## [YOUR ASSIGNMENT]
Copy every line of the data in which the word "impl" occurs.

[Dataset entries]
^^^^^^^^^^^^^^^^

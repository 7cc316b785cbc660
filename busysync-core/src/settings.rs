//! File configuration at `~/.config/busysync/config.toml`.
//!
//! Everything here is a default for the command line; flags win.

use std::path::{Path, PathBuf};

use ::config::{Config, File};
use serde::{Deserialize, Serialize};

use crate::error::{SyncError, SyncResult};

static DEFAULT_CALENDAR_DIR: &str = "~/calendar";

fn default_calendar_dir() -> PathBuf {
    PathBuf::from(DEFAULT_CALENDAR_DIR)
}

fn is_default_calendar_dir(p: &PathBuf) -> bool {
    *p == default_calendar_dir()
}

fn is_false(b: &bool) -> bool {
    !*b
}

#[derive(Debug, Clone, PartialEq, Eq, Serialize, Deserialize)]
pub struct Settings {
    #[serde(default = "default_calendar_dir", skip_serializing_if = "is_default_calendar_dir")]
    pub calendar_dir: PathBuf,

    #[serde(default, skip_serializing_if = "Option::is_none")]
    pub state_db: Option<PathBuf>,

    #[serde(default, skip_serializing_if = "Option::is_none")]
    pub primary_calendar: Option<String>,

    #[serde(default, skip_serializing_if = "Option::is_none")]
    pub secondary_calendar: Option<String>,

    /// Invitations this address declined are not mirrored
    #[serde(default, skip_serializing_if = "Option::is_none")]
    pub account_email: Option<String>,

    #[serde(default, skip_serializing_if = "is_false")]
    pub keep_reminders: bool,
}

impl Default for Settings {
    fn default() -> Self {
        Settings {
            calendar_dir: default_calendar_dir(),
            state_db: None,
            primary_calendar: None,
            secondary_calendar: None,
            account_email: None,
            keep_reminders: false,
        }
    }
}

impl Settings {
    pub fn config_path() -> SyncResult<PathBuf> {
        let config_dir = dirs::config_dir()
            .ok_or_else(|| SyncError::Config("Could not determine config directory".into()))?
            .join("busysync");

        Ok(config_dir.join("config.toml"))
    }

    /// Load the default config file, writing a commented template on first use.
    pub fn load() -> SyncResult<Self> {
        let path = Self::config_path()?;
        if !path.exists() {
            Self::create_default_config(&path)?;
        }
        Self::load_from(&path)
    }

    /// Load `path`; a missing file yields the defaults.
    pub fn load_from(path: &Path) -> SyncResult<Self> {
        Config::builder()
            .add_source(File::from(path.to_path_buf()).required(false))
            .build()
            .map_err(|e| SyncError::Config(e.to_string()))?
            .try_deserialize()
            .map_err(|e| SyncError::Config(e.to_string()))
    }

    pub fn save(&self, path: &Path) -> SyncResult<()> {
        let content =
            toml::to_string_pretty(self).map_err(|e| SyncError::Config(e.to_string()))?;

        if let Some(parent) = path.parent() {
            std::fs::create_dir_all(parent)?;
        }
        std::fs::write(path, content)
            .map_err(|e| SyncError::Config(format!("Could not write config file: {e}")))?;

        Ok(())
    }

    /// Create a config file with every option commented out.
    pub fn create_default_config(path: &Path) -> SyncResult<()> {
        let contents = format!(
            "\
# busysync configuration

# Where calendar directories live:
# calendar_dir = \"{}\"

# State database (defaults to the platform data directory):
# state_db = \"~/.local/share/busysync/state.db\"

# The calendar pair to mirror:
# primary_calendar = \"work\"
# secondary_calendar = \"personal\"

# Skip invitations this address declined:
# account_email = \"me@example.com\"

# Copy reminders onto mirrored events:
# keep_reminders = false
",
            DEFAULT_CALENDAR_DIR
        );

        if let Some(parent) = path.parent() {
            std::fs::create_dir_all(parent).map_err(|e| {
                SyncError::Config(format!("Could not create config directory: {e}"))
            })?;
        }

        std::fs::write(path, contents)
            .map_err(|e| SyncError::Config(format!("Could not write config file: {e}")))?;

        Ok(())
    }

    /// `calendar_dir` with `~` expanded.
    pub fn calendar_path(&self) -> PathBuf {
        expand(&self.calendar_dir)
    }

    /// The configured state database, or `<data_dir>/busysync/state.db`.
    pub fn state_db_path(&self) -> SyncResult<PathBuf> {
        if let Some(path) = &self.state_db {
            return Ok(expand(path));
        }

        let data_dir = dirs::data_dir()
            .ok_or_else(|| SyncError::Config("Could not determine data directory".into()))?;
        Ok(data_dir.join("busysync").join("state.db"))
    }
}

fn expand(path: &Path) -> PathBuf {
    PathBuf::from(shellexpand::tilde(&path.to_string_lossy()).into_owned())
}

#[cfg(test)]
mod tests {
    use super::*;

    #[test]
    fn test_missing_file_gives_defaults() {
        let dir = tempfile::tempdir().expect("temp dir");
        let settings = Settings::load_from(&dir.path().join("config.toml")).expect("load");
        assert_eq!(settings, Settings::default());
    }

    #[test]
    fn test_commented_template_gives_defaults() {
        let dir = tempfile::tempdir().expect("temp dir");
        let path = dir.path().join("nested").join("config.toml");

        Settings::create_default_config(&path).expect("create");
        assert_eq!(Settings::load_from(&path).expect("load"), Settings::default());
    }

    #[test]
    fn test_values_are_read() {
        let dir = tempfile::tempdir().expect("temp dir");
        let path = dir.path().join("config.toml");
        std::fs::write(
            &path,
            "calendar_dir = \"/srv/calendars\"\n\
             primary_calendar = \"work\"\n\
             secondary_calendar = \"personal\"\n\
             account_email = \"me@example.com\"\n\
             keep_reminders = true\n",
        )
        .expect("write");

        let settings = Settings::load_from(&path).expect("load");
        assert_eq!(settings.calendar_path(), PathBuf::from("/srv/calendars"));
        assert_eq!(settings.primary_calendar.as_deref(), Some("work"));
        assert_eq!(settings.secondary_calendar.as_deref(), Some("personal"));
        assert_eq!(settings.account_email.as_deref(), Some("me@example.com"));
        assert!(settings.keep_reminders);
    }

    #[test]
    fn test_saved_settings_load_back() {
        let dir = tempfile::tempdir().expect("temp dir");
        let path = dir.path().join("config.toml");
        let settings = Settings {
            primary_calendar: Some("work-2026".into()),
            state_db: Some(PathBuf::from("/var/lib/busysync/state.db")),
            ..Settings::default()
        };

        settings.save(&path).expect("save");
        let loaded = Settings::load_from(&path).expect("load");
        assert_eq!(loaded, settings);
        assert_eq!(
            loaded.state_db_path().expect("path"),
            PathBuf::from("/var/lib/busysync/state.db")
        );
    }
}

^^^^^^^^^^^^^^^^

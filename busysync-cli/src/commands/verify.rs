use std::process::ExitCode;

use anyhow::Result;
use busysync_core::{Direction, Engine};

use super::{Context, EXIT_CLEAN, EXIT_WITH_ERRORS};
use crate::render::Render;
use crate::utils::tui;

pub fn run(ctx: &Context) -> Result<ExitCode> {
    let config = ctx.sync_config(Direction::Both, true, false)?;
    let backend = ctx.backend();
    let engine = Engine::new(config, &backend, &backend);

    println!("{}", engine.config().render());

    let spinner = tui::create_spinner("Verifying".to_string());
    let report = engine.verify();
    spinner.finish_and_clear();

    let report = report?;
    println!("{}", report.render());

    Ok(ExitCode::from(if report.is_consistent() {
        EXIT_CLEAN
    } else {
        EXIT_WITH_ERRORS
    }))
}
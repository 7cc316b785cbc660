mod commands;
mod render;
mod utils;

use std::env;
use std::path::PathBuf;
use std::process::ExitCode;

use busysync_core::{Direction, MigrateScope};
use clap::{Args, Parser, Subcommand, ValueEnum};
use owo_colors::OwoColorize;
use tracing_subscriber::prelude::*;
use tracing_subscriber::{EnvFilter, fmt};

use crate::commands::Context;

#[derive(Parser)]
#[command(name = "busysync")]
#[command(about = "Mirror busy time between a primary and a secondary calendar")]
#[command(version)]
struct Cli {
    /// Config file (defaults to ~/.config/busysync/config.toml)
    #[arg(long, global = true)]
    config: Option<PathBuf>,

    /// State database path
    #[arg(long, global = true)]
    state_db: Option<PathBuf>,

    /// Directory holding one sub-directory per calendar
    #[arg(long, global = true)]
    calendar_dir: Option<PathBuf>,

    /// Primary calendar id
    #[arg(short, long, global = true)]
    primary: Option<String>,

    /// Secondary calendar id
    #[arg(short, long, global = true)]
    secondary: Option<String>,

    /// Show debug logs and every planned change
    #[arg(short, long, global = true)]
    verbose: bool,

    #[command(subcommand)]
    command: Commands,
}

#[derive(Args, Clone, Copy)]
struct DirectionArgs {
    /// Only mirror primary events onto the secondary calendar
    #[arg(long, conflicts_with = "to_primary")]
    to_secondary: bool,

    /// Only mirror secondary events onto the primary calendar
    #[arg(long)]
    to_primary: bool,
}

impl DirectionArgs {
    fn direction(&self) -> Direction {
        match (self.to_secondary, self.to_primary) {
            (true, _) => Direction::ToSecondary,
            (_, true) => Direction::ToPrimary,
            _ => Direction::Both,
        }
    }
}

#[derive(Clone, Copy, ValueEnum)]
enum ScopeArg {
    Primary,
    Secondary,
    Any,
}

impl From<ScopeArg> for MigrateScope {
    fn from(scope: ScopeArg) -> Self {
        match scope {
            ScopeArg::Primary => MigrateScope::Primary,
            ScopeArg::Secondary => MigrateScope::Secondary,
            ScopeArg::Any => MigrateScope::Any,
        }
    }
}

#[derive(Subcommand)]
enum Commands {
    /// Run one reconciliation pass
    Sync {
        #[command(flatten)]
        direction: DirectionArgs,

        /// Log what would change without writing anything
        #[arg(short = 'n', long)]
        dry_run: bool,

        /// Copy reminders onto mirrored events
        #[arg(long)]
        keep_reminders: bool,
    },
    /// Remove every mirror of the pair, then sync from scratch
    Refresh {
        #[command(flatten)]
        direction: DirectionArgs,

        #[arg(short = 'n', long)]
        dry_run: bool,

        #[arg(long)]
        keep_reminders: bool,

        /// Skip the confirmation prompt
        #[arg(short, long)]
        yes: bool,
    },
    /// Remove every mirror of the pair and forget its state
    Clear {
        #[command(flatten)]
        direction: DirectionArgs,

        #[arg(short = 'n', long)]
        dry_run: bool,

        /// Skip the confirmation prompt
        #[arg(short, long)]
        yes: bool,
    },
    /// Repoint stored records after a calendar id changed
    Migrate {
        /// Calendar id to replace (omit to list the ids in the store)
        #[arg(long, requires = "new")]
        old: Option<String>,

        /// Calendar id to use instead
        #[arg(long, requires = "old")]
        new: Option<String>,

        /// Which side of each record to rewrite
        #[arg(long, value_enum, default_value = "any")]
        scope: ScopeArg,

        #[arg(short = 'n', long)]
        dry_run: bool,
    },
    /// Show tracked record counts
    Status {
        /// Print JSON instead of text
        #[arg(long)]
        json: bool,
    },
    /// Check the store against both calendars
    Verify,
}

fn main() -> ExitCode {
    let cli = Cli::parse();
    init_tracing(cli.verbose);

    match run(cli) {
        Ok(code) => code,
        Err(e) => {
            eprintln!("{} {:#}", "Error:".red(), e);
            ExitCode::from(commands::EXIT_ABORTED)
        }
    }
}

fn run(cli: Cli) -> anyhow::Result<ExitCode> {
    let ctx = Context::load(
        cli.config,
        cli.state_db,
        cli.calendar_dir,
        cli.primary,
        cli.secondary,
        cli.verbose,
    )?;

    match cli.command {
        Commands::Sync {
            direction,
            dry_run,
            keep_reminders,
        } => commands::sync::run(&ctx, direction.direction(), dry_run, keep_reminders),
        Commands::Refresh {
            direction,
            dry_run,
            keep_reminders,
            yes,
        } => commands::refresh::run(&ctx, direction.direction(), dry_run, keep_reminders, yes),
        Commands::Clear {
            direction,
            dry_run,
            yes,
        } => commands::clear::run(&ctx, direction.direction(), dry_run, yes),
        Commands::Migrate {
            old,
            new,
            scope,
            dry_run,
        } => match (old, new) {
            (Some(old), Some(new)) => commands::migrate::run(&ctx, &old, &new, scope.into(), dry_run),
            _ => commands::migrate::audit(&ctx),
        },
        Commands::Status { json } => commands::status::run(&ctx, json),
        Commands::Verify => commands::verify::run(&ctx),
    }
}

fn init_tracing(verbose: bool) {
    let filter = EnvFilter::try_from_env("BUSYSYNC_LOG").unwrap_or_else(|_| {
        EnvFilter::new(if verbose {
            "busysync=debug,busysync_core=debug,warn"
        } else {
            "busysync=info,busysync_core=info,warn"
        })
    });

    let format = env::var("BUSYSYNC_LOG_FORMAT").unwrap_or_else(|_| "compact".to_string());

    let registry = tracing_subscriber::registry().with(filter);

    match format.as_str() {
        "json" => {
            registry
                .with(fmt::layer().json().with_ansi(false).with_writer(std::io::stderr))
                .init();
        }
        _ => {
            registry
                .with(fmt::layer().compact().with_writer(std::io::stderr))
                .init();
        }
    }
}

^^^^^^^^^^^^^^^^

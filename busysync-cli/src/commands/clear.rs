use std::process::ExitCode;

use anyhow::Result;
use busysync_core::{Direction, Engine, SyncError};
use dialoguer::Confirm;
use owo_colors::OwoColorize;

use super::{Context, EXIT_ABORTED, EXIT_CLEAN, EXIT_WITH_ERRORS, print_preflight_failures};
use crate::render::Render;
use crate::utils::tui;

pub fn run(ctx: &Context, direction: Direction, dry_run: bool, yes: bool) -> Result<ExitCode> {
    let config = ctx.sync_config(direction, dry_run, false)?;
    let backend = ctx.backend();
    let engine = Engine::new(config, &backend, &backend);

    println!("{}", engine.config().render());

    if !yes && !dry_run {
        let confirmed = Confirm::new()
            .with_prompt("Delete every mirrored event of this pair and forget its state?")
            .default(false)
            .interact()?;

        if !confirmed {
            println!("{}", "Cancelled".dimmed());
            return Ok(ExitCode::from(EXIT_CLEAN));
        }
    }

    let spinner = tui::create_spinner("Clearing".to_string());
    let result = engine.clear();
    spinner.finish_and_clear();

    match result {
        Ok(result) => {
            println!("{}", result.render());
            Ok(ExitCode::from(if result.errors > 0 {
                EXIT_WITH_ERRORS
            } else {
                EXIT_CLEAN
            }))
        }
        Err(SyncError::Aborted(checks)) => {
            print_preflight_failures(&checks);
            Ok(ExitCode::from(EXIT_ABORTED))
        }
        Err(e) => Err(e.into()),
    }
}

^^^^^^^^^^^^^^^^

## [THE ANSWER]
impl Default for Settings {
impl Settings {
impl DirectionArgs {
impl From<ScopeArg> for MigrateScope {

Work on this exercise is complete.